**** Records for the exercise ****

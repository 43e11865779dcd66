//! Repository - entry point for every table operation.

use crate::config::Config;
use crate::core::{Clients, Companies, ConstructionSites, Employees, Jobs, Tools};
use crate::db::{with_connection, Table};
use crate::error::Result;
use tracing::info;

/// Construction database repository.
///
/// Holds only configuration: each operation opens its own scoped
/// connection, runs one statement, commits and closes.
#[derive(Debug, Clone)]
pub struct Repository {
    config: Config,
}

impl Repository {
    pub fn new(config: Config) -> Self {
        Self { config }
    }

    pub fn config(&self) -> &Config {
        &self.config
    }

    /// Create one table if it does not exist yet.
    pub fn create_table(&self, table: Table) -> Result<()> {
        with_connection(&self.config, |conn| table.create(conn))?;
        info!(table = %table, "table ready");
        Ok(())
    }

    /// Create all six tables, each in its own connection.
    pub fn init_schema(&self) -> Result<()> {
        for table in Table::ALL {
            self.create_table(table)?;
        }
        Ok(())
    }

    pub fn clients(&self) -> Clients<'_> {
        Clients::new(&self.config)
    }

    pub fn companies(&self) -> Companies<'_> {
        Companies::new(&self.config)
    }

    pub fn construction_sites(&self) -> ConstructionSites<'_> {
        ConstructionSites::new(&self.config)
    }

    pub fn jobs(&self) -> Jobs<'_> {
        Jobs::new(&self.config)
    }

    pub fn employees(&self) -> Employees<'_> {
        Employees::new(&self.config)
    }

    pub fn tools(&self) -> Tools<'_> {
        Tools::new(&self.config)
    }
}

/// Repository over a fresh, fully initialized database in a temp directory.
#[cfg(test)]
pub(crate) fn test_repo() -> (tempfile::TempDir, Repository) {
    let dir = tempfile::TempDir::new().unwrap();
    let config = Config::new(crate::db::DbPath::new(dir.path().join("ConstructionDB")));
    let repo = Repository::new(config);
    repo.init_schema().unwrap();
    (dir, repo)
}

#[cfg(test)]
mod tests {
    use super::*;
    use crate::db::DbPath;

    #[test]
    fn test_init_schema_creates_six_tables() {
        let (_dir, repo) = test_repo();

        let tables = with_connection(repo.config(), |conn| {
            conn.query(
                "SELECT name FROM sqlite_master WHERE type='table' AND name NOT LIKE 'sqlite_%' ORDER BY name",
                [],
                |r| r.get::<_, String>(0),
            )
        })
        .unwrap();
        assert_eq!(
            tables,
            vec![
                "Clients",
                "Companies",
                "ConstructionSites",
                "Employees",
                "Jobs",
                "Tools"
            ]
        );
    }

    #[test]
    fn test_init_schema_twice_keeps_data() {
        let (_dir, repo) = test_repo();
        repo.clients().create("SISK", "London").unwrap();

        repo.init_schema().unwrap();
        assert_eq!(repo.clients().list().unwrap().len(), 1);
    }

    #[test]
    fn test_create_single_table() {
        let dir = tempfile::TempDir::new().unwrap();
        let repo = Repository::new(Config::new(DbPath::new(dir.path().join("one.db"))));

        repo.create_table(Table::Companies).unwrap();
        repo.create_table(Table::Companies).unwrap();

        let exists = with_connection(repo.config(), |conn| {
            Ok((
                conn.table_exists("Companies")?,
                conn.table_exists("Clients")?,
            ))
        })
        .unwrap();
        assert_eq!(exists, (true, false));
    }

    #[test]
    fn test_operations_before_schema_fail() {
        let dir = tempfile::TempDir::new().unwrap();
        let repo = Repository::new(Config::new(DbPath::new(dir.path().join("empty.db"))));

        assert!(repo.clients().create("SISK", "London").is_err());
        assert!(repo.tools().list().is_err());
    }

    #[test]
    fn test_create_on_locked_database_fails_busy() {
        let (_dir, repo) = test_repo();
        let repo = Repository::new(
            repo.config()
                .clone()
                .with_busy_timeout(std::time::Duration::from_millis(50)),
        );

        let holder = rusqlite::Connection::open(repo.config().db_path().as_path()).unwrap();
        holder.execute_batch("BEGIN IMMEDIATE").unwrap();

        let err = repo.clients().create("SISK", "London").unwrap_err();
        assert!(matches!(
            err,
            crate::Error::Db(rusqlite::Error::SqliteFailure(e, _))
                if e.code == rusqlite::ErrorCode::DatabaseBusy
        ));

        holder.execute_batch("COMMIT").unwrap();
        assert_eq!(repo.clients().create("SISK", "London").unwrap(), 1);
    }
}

****
**** Records for the exercise ****

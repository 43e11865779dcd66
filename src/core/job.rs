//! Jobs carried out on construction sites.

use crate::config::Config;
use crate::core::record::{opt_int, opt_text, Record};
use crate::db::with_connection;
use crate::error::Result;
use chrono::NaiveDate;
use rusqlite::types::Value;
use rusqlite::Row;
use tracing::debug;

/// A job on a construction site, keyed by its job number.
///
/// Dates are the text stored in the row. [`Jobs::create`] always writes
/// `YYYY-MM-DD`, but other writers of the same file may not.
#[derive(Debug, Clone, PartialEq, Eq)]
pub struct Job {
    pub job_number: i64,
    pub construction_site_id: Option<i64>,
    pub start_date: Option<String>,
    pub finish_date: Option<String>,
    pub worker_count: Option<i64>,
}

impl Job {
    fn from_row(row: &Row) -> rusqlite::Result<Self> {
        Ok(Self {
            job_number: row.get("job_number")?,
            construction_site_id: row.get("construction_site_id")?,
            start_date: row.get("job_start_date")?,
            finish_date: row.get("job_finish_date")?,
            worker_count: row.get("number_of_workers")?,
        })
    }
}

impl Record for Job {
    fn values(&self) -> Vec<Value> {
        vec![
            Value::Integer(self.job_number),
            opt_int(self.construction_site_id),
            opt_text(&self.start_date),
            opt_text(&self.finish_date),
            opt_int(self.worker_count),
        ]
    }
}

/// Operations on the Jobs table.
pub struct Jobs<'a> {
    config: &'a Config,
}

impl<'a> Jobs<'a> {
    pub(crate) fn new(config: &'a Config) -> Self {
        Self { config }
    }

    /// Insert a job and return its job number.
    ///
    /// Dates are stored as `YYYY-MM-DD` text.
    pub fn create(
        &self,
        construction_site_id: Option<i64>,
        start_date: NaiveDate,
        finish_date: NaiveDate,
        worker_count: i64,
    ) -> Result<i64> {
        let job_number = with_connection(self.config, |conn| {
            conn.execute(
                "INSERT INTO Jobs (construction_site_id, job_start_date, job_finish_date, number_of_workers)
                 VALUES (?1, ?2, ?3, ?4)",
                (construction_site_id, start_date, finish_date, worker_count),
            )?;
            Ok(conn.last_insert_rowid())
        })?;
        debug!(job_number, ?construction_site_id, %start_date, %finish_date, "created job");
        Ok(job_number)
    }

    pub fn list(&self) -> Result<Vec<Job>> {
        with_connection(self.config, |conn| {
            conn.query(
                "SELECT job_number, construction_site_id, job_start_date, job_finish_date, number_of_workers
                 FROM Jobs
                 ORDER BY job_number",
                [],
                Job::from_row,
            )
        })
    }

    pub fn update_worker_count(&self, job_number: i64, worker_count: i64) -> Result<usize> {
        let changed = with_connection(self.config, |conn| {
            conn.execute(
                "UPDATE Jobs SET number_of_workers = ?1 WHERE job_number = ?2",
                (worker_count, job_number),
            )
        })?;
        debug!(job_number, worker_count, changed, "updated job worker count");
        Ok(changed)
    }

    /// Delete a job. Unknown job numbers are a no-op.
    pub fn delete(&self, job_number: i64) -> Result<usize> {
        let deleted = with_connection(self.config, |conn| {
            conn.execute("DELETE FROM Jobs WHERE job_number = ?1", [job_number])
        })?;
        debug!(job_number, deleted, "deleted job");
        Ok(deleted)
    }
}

****

**Task statement:**
What lines of the material contain "ORDER"? Show them.

**Written response:**
                "SELECT name FROM sqlite_master WHERE type='table' AND name NOT LIKE 'sqlite_%' ORDER BY name",
                 ORDER BY job_number",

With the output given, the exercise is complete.